Return the opening lines of the material, word for word. End with the line that contains "pub const MONSTER: u32 = 1 << 1;".

(DATASET ENTRIES Opens)

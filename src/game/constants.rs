//! Gameplay Constants and Configuration
//!
//! Collision category bits, entity dimensions, and the tunable config
//! structs consumed by the systems.

use std::collections::BTreeMap;

use crate::core::vec2::Vec2;

// =============================================================================
// COLLISION CATEGORIES
// =============================================================================

/// Physics category bits, one per collidable family.
pub mod category {
    /// Player bodies.
    pub const PLAYER: u32 = 1 << 0;
    /// Monster bodies.
    pub const MONSTER: u32 = 1 << 1;
    /// Collectible pickups.
    pub const COLLECTIBLE: u32 = 1 << 2;
    /// Obstacles.
    pub const OBSTACLE: u32 = 1 << 3;
    /// Walls and level boundaries.
    pub const WALL: u32 = 1 << 4;
    /// The floor.
    pub const FLOOR: u32 = 1 << 5;
    /// Grapple hooks and ropes.
    pub const HOOK: u32 = 1 << 6;
    /// Power-up boxes.
    pub const POWER_UP_BOX: u32 = 1 << 7;
    /// Homing missiles.
    pub const HOMING_MISSILE: u32 = 1 << 8;
}

/// Which categories report contacts to the core, per family.
pub mod contact_mask {
    use super::category;

    /// Contacts reported for players.
    pub const PLAYER: u32 = category::MONSTER
        | category::COLLECTIBLE
        | category::OBSTACLE
        | category::WALL
        | category::FLOOR
        | category::POWER_UP_BOX
        | category::HOMING_MISSILE;
    /// Contacts reported for monsters.
    pub const MONSTER: u32 =
        category::PLAYER | category::OBSTACLE | category::WALL | category::FLOOR;
    /// Contacts reported for collectibles.
    pub const COLLECTIBLE: u32 = category::PLAYER;
    /// Contacts reported for hooks.
    pub const HOOK: u32 = category::OBSTACLE | category::WALL | category::FLOOR;
    /// Contacts reported for power-up boxes.
    pub const POWER_UP_BOX: u32 = category::PLAYER;
    /// Contacts reported for missiles.
    pub const HOMING_MISSILE: u32 = category::PLAYER | category::FLOOR;
    /// Contacts reported for static geometry.
    pub const GEOMETRY: u32 =
        category::PLAYER | category::MONSTER | category::HOOK | category::HOMING_MISSILE;
}

/// Which categories bodies physically collide with, per family.
pub mod collision_mask {
    use super::category;

    /// Solid collisions for players.
    pub const PLAYER: u32 =
        category::MONSTER | category::OBSTACLE | category::WALL | category::FLOOR;
    /// Solid collisions for monsters.
    pub const MONSTER: u32 =
        category::PLAYER | category::OBSTACLE | category::WALL | category::FLOOR;
    /// Collectibles pass through everything.
    pub const COLLECTIBLE: u32 = 0;
    /// Hooks pass through everything; anchoring is event-driven.
    pub const HOOK: u32 = 0;
    /// Power-up boxes pass through everything.
    pub const POWER_UP_BOX: u32 = 0;
    /// Missiles pass through everything; hits are event-driven.
    pub const HOMING_MISSILE: u32 = 0;
    /// Static geometry blocks players and monsters.
    pub const GEOMETRY: u32 = category::PLAYER | category::MONSTER;
}

// =============================================================================
// DIMENSIONS
// =============================================================================

/// Canonical entity sizes.
pub mod dimensions {
    use crate::core::vec2::Vec2;

    /// Player body size.
    pub const PLAYER: Vec2 = Vec2::new(70.0, 100.0);
    /// Hook head size.
    pub const HOOK: Vec2 = Vec2::new(20.0, 20.0);
    /// Finish-line flag size.
    pub const FLAG: Vec2 = Vec2::new(100.0, 200.0);
    /// Homing missile size.
    pub const HOMING_MISSILE: Vec2 = Vec2::new(50.0, 20.0);
}

/// Inset applied to both bodies when deciding whether a player landed
/// on top of a monster.
pub const ATTACK_EDGE_INSET: f32 = 10.0;

/// Alignment window for monster direction reversal on obstacle contact.
pub const CONTACT_ALIGNMENT_TOLERANCE: f32 = 49.99;

/// How far ahead of the player a homing missile materializes.
pub const MISSILE_SPAWN_AHEAD: f32 = 100.0;

/// Launch impulse given to a homing missile.
pub const MISSILE_LAUNCH_IMPULSE: Vec2 = Vec2::new(4_000.0, 0.0);

/// Seconds a speed boost lasts.
pub const SPEED_BOOST_DURATION: f32 = 15.0;

/// Run-speed multiplier while a speed boost is active.
pub const SPEED_BOOST_MULTIPLIER: f32 = 2.5;

// =============================================================================
// CONFIG STRUCTS
// =============================================================================

/// Grapple-hook tuning.
#[derive(Clone, Debug)]
pub struct HookConfig {
    /// Per-tick endpoint delta when fired rightward.
    pub delta_right: Vec2,
    /// Per-tick endpoint delta when fired leftward.
    pub delta_left: Vec2,
    /// Per-tick swing rotation in degrees.
    pub delta_angle_degrees: f32,
    /// Maximum rope length; shooting past this releases the hook.
    pub max_length: f32,
    /// Minimum usable length; an anchor closer than this is discarded.
    pub min_length: f32,
    /// Length pulled in during the retract phase.
    pub default_retract_length: f32,
    /// Projected swing arc in degrees used to seed the swing budget.
    pub default_swing_angle_degrees: f32,
}

impl Default for HookConfig {
    fn default() -> Self {
        Self {
            delta_right: Vec2::new(10.0, 10.0),
            delta_left: Vec2::new(-10.0, 10.0),
            delta_angle_degrees: 3.0,
            max_length: 900.0,
            min_length: 100.0,
            default_retract_length: 140.0,
            default_swing_angle_degrees: 120.0,
        }
    }
}

impl HookConfig {
    /// The per-tick delta for the fired direction.
    pub fn delta(&self, is_left: bool) -> Vec2 {
        if is_left {
            self.delta_left
        } else {
            self.delta_right
        }
    }

    /// Magnitude of one tick of hook travel.
    pub fn delta_magnitude(&self, is_left: bool) -> f32 {
        self.delta(is_left).length()
    }
}

/// Health and attack tuning.
#[derive(Clone, Debug)]
pub struct CombatConfig {
    /// Starting player health.
    pub initial_player_health: i32,
    /// Starting monster health when a level omits it.
    pub initial_monster_health: i32,
    /// Health delta applied to a player hit by a monster.
    pub monster_attack_damage: i32,
    /// Health delta applied to a monster stomped by a player.
    pub player_attack_damage: i32,
    /// Horizontal knockback magnitude for a player hit by a monster.
    pub monster_knockback: Vec2,
    /// Impulse applied to a monster stomped by a player.
    pub player_attack_impulse: Vec2,
    /// Health delta applied to a player hit by a missile.
    pub missile_damage: i32,
    /// Horizontal knockback magnitude for a missile hit.
    pub missile_knockback: Vec2,
}

impl Default for CombatConfig {
    fn default() -> Self {
        Self {
            initial_player_health: 100,
            initial_monster_health: 100,
            monster_attack_damage: -20,
            player_attack_damage: -200,
            monster_knockback: Vec2::new(2_500.0, 0.0),
            player_attack_impulse: Vec2::new(0.0, 400.0),
            missile_damage: -50,
            missile_knockback: Vec2::new(1_500.0, 0.0),
        }
    }
}

/// Movement tuning.
#[derive(Clone, Debug)]
pub struct MovementConfig {
    /// Impulse applied on jump.
    pub jump_impulse: Vec2,
    /// Player horizontal speed cap.
    pub max_player_run_speed: f32,
    /// Monster horizontal speed cap.
    pub max_monster_run_speed: f32,
    /// Initial monster patrol speed.
    pub monster_move_speed: f32,
}

impl Default for MovementConfig {
    fn default() -> Self {
        Self {
            jump_impulse: Vec2::new(0.0, 600.0),
            max_player_run_speed: 400.0,
            max_monster_run_speed: 200.0,
            monster_move_speed: 200.0,
        }
    }
}

/// Death and respawn tuning.
#[derive(Clone, Debug)]
pub struct DeathConfig {
    /// Seconds a corpse lingers before removal (monsters) or respawn
    /// (players).
    pub removal_delay: f32,
}

impl Default for DeathConfig {
    fn default() -> Self {
        Self { removal_delay: 3.0 }
    }
}

/// Race-mode scoring: finish ranking to score bonus.
#[derive(Clone, Debug)]
pub struct RaceConfig {
    /// Bonus applied per finish ranking (1-based).
    pub ranking_bonus: BTreeMap<u32, i32>,
}

impl Default for RaceConfig {
    fn default() -> Self {
        Self {
            ranking_bonus: BTreeMap::from([(1, 100), (2, 50), (3, 25), (4, 10)]),
        }
    }
}

impl RaceConfig {
    /// The bonus for a ranking; unlisted rankings earn nothing.
    pub fn bonus_for(&self, ranking: u32) -> i32 {
        self.ranking_bonus.get(&ranking).copied().unwrap_or(0)
    }
}

/// Top-level engine configuration.
#[derive(Clone, Debug, Default)]
pub struct EngineConfig {
    /// Grapple-hook tuning.
    pub hook: HookConfig,
    /// Combat tuning.
    pub combat: CombatConfig,
    /// Movement tuning.
    pub movement: MovementConfig,
    /// Death/respawn tuning.
    pub death: DeathConfig,
}

#[cfg(test)]
mod tests {
    use super::*;

    #[test]
    fn test_hook_delta_direction() {
        let config = HookConfig::default();
        assert_eq!(config.delta(false), Vec2::new(10.0, 10.0));
        assert_eq!(config.delta(true), Vec2::new(-10.0, 10.0));
        // Same magnitude either way.
        assert_eq!(config.delta_magnitude(true), config.delta_magnitude(false));
    }

    #[test]
    fn test_race_bonus_table() {
        let config = RaceConfig::default();
        assert_eq!(config.bonus_for(1), 100);
        assert_eq!(config.bonus_for(2), 50);
        assert_eq!(config.bonus_for(3), 25);
        assert_eq!(config.bonus_for(4), 10);
        assert_eq!(config.bonus_for(5), 0);
    }

    #[test]
    fn test_categories_are_disjoint() {
        let bits = [
            category::PLAYER,
            category::MONSTER,
            category::COLLECTIBLE,
            category::OBSTACLE,
            category::WALL,
            category::FLOOR,
            category::HOOK,
            category::POWER_UP_BOX,
            category::HOMING_MISSILE,
        ];
        let mut seen = 0u32;
        for bit in bits {
            assert_eq!(seen & bit, 0);
            seen |= bit;
        }
    }
}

(DATASET ENTRIES Closes)

# SOLVED PROBLEM
filename src/game/constants.rs
//! Gameplay Constants and Configuration
//!
//! Collision category bits, entity dimensions, and the tunable config
//! structs consumed by the systems.

use std::collections::BTreeMap;

use crate::core::vec2::Vec2;

// =============================================================================
// COLLISION CATEGORIES
// =============================================================================

/// Physics category bits, one per collidable family.
pub mod category {
    /// Player bodies.
    pub const PLAYER: u32 = 1 << 0;
    /// Monster bodies.
    pub const MONSTER: u32 = 1 << 1;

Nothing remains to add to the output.